Work to be completed
Go through the lines below and copy each one that holds the string "AtomicUsize".
[Data provided Boundary: Start]
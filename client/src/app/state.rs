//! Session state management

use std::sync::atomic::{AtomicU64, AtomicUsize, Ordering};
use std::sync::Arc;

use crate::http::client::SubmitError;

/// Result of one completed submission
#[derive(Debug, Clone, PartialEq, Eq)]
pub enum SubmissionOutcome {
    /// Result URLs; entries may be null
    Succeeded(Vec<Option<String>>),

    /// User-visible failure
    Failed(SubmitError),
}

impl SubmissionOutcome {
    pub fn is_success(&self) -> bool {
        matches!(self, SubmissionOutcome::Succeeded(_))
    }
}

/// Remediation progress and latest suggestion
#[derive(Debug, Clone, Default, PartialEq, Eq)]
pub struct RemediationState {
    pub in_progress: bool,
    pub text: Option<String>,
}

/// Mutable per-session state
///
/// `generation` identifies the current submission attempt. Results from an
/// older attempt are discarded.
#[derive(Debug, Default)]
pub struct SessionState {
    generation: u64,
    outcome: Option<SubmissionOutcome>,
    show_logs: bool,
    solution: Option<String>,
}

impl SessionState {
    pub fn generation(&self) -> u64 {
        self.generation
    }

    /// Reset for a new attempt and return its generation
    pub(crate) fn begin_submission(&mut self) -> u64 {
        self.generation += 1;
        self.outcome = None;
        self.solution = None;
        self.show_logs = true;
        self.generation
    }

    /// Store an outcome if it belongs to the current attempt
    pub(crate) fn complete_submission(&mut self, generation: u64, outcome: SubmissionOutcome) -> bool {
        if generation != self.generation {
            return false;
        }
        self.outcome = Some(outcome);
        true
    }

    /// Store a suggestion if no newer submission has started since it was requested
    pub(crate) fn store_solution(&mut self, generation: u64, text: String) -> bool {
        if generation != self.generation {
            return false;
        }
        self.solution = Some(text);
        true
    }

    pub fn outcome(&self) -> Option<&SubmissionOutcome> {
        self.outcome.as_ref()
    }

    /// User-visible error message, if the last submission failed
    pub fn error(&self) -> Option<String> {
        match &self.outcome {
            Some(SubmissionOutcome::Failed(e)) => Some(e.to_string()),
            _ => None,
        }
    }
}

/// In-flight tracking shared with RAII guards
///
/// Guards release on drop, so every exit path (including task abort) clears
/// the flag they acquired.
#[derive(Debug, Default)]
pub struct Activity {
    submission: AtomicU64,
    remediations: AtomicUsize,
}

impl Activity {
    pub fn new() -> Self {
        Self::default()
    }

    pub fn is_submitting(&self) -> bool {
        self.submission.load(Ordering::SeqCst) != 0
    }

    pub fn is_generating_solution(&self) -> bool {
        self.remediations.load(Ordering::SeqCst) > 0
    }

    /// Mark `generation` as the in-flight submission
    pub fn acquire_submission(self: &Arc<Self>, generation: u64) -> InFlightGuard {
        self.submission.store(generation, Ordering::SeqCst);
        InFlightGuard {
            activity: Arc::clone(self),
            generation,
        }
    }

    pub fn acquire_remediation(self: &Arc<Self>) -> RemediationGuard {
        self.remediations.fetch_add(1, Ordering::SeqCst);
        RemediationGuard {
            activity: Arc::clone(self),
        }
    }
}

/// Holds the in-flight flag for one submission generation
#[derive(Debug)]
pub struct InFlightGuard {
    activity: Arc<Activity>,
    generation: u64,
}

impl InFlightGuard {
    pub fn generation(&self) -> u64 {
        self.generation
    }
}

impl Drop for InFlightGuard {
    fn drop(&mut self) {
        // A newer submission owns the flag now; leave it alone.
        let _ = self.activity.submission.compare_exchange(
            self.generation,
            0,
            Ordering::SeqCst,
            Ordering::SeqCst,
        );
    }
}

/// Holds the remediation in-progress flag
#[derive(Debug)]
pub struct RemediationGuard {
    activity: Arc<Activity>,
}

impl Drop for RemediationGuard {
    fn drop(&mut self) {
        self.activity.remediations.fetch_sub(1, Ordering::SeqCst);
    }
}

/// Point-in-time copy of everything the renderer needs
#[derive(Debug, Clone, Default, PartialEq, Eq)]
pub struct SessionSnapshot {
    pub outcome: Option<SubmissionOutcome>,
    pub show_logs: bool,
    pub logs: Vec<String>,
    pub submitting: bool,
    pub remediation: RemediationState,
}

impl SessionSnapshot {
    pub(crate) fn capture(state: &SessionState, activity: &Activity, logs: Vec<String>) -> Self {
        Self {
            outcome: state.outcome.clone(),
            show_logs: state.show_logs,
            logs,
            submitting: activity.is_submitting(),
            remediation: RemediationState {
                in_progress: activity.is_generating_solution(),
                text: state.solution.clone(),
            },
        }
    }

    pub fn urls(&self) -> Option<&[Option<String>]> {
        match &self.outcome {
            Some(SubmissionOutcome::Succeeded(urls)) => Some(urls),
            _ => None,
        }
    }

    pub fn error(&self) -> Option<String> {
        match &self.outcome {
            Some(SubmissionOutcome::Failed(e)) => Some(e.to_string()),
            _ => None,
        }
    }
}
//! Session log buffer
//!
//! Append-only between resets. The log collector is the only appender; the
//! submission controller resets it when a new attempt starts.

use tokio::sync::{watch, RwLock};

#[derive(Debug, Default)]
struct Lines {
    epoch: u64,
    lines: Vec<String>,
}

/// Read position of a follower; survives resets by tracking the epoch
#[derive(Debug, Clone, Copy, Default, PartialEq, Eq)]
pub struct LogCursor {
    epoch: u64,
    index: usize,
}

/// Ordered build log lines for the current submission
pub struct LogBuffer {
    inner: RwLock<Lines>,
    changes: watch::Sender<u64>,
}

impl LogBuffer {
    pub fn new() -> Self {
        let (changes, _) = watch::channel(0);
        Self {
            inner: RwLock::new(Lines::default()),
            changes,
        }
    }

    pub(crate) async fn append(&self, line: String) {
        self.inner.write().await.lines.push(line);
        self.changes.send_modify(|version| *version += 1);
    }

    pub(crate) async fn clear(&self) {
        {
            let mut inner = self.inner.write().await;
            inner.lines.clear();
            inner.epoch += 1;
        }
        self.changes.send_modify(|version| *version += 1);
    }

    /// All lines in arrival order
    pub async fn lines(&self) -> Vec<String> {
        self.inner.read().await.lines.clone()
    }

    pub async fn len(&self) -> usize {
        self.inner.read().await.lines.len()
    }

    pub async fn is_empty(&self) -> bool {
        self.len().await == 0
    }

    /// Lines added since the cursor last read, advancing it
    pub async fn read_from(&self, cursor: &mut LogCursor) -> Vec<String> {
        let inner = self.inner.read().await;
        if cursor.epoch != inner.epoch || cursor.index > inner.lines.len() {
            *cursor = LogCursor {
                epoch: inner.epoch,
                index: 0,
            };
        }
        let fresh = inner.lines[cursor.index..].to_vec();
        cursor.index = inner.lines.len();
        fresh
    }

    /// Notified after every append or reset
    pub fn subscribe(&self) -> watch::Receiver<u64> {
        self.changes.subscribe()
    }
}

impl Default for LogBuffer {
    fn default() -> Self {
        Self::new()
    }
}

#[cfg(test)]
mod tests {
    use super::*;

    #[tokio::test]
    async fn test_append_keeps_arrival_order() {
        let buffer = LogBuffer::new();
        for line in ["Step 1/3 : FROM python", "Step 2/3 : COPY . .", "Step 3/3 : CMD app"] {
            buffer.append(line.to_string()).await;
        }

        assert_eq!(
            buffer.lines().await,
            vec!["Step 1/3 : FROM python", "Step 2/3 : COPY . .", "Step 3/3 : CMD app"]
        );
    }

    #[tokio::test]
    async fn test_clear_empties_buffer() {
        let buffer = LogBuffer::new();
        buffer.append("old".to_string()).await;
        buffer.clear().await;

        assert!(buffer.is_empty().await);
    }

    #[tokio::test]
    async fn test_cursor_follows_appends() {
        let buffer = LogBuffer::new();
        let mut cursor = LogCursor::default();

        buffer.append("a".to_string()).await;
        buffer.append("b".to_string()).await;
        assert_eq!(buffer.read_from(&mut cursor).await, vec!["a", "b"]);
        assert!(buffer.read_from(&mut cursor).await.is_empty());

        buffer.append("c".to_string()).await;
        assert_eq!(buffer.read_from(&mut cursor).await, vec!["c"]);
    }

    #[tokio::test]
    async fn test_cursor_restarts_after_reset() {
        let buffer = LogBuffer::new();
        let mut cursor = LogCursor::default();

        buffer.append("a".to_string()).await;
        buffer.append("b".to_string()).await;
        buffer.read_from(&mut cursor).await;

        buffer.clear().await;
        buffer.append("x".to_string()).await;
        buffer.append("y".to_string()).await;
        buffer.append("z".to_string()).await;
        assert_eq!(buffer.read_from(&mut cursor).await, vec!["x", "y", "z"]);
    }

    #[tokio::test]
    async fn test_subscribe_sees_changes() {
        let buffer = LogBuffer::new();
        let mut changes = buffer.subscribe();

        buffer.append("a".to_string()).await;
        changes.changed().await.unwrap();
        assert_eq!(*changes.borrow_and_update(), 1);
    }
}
[Data provided Boundary: End]
Result of the exercise
use std::sync::atomic::{AtomicU64, AtomicUsize, Ordering};
    remediations: AtomicUsize,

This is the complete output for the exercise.